- _EXERCISE DETAILS_
Reproduce each record in the listing below exactly as written.

============================================================

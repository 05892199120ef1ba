use axum::{
    http::StatusCode,
    response::{IntoResponse, Response},
    Json,
};

use super::{codes::ErrorCode, ErrorResponse};

/// Handler for 404 Not Found errors.
///
/// This can be used as a fallback handler in your router.
pub async fn not_found() -> Response {
    let body = Json(ErrorResponse {
        code: ErrorCode::NotFound.code(),
        error: ErrorCode::NotFound.as_str().to_string(),
        message: "The requested resource was not found".to_string(),
        details: None,
    });

    (StatusCode::NOT_FOUND, body).into_response()
}

/// Handler for 405 Method Not Allowed errors.
pub async fn method_not_allowed() -> Response {
    let body = Json(ErrorResponse {
        code: ErrorCode::BadRequest.code(),
        error: ErrorCode::BadRequest.as_str().to_string(),
        message: "The HTTP method is not allowed for this resource".to_string(),
        details: None,
    });

    (StatusCode::METHOD_NOT_ALLOWED, body).into_response()
}

#[cfg(test)]
mod tests {
    use super::*;
    use axum::body::to_bytes;

    #[tokio::test]
    async fn test_not_found_shape() {
        let response = not_found().await;
        assert_eq!(response.status(), StatusCode::NOT_FOUND);

        let bytes = to_bytes(response.into_body(), usize::MAX).await.unwrap();
        let body: serde_json::Value = serde_json::from_slice(&bytes).unwrap();
        assert_eq!(body["error"], "NOT_FOUND");
        assert_eq!(body["code"], 1004);
    }

    #[tokio::test]
    async fn test_method_not_allowed() {
        let response = method_not_allowed().await;
        assert_eq!(response.status(), StatusCode::METHOD_NOT_ALLOWED);
    }
}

============================================================

- _SOLUTION TO THIS PROBLEM_
repository 05892199120ef1ba
use axum::{
    http::StatusCode,
    response::{IntoResponse, Response},
    Json,
};

use super::{codes::ErrorCode, ErrorResponse};

/// Handler for 404 Not Found errors.
///
/// This can be used as a fallback handler in your router.
pub async fn not_found() -> Response {
    let body = Json(ErrorResponse {
        code: ErrorCode::NotFound.code(),
        error: ErrorCode::NotFound.as_str().to_string(),
        message: "The requested resource was not found".to_string(),
        details: None,
    });

    (StatusCode::NOT_FOUND, body).into_response()
}

/// Handler for 405 Method Not Allowed errors.
pub async fn method_not_allowed() -> Response {
    let body = Json(ErrorResponse {
        code: ErrorCode::BadRequest.code(),
        error: ErrorCode::BadRequest.as_str().to_string(),
        message: "The HTTP method is not allowed for this resource".to_string(),
        details: None,
    });

    (StatusCode::METHOD_NOT_ALLOWED, body).into_response()
}

#[cfg(test)]
mod tests {
    use super::*;
    use axum::body::to_bytes;

    #[tokio::test]
    async fn test_not_found_shape() {
        let response = not_found().await;
        assert_eq!(response.status(), StatusCode::NOT_FOUND);

        let bytes = to_bytes(response.into_body(), usize::MAX).await.unwrap();
        let body: serde_json::Value = serde_json::from_slice(&bytes).unwrap();
        assert_eq!(body["error"], "NOT_FOUND");
        assert_eq!(body["code"], 1004);
    }

    #[tokio::test]
    async fn test_method_not_allowed() {
        let response = method_not_allowed().await;
        assert_eq!(response.status(), StatusCode::METHOD_NOT_ALLOWED);
    }
}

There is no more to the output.